:: Data to use

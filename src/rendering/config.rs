#[derive(Debug, Clone)]
pub struct RenderConfig {
    pub clear_color: wgpu::Color,
    /// Watch the shader folder and recompile edited shaders while running
    pub hot_reload_shaders: bool,
}

impl Default for RenderConfig {
    fn default() -> Self {
        Self {
            clear_color: wgpu::Color::BLACK,
            hot_reload_shaders: cfg!(debug_assertions),
        }
    }
}
//! Keyboard state for the viewer.
//!
//! Key events flip bits in an [`InputState`], which is copied into the per-frame
//! control step. Nothing is queued: the last event for a key wins.

use winit::event::ElementState;
use winit::keyboard::{KeyCode, PhysicalKey};

use crate::config;

/// Snapshot of every control the viewer reacts to.
#[derive(Debug, Clone, Copy, PartialEq, Eq)]
pub struct InputState {
    /// Raw bitfield of held keys and selected camera
    pub bits: u16,

    /// Whether meshes are drawn as wireframes
    pub wireframe: bool,
}

impl InputState {
    // Camera selection, exactly one is set by the keyboard
    pub const CAMERA_FRONT: u16 = 1 << 0;
    pub const CAMERA_TOP: u16 = 1 << 1;
    pub const CAMERA_SIDE: u16 = 1 << 2;

    // Articulation: active + direction per joint
    pub const ORBITAL_ACTIVE: u16 = 1 << 3;
    pub const ORBITAL_POSITIVE: u16 = 1 << 4;
    pub const CROSS_ACTIVE: u16 = 1 << 5;
    pub const CROSS_POSITIVE: u16 = 1 << 6;
    pub const ELEMENT_ACTIVE: u16 = 1 << 7;
    pub const ELEMENT_POSITIVE: u16 = 1 << 8;

    // Translation
    pub const RIGHT: u16 = 1 << 9;
    pub const LEFT: u16 = 1 << 10;
    pub const UP: u16 = 1 << 11;
    pub const DOWN: u16 = 1 << 12;
    pub const FORWARD: u16 = 1 << 13; // towards −Z
    pub const BACKWARD: u16 = 1 << 14; // towards +Z

    const CAMERAS: u16 = Self::CAMERA_FRONT | Self::CAMERA_TOP | Self::CAMERA_SIDE;

    const HELD: u16 = Self::ORBITAL_ACTIVE
        | Self::CROSS_ACTIVE
        | Self::ELEMENT_ACTIVE
        | Self::RIGHT
        | Self::LEFT
        | Self::UP
        | Self::DOWN
        | Self::FORWARD
        | Self::BACKWARD;

    pub const fn new() -> Self {
        Self {
            bits: Self::CAMERA_FRONT,
            wireframe: config::START_IN_WIREFRAME,
        }
    }

    #[inline]
    pub const fn is_pressed(&self, input: u16) -> bool {
        self.bits & input != 0
    }

    #[inline]
    pub fn set(&mut self, input: u16, pressed: bool) {
        if pressed {
            self.bits |= input;
        } else {
            self.bits &= !input;
        }
    }

    /// Selects one camera and deselects the others.
    pub fn select_camera(&mut self, camera: u16) {
        self.bits = (self.bits & !Self::CAMERAS) | (camera & Self::CAMERAS);
    }
}

impl Default for InputState {
    fn default() -> Self {
        Self::new()
    }
}

/// Logical effect of a key.
#[derive(Debug, Clone, Copy, PartialEq, Eq)]
enum KeyAction {
    Camera(u16),
    ToggleWireframe,
    /// Joint active bit and its direction bit, positive or not
    Spin {
        active: u16,
        direction: u16,
        positive: bool,
    },
    Move(u16),
}

fn key_action(key: PhysicalKey) -> Option<KeyAction> {
    let PhysicalKey::Code(code) = key else {
        return None;
    };

    let spin = |active, direction, positive| KeyAction::Spin {
        active,
        direction,
        positive,
    };

    let action = match code {
        KeyCode::Digit1 | KeyCode::Numpad1 => KeyAction::Camera(InputState::CAMERA_FRONT),
        KeyCode::Digit2 | KeyCode::Numpad2 => KeyAction::Camera(InputState::CAMERA_TOP),
        KeyCode::Digit3 | KeyCode::Numpad3 => KeyAction::Camera(InputState::CAMERA_SIDE),
        KeyCode::Digit4 | KeyCode::Numpad4 => KeyAction::ToggleWireframe,

        KeyCode::KeyQ => spin(InputState::ORBITAL_ACTIVE, InputState::ORBITAL_POSITIVE, true),
        KeyCode::KeyW => spin(InputState::ORBITAL_ACTIVE, InputState::ORBITAL_POSITIVE, false),
        KeyCode::KeyA => spin(InputState::CROSS_ACTIVE, InputState::CROSS_POSITIVE, true),
        KeyCode::KeyS => spin(InputState::CROSS_ACTIVE, InputState::CROSS_POSITIVE, false),
        KeyCode::KeyZ => spin(InputState::ELEMENT_ACTIVE, InputState::ELEMENT_POSITIVE, true),
        KeyCode::KeyX => spin(InputState::ELEMENT_ACTIVE, InputState::ELEMENT_POSITIVE, false),

        KeyCode::ArrowUp => KeyAction::Move(InputState::UP),
        KeyCode::ArrowDown => KeyAction::Move(InputState::DOWN),
        KeyCode::ArrowRight => KeyAction::Move(InputState::RIGHT),
        KeyCode::ArrowLeft => KeyAction::Move(InputState::LEFT),
        KeyCode::KeyD => KeyAction::Move(InputState::FORWARD),
        KeyCode::KeyC => KeyAction::Move(InputState::BACKWARD),

        _ => return None,
    };

    Some(action)
}

/// Tracks current input state from window key events.
#[derive(Debug, Default)]
pub struct InputHandler {
    current: InputState,
}

impl InputHandler {
    pub fn new() -> Self {
        Self::default()
    }

    /// Process a key event and update input state. `repeat` marks auto-repeated presses.
    pub fn process_key(&mut self, key: PhysicalKey, state: ElementState, repeat: bool) {
        let Some(action) = key_action(key) else {
            return;
        };

        let pressed = state == ElementState::Pressed;

        match action {
            KeyAction::Camera(camera) => {
                if pressed {
                    self.current.select_camera(camera);
                }
            }
            KeyAction::ToggleWireframe => {
                if pressed && !repeat {
                    self.current.wireframe = !self.current.wireframe;
                }
            }
            KeyAction::Spin {
                active,
                direction,
                positive,
            } => {
                if pressed {
                    self.current.set(active, true);
                    self.current.set(direction, positive);
                } else {
                    // Releasing either key of the pair stops the joint.
                    self.current.set(active, false);
                }
            }
            KeyAction::Move(direction) => self.current.set(direction, pressed),
        }
    }

    /// Get the current input state.
    pub fn current(&self) -> InputState {
        self.current
    }

    /// Release every held key, e.g. on focus loss. Camera and wireframe choices stay.
    pub fn release_all(&mut self) {
        self.current.set(InputState::HELD, false);
    }
}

::::

**Task:**
When a line of the material holds the string "control", copy that line.

**Exercise result:**
//! control step. Nothing is queued: the last event for a key wins.
/// Snapshot of every control the viewer reacts to.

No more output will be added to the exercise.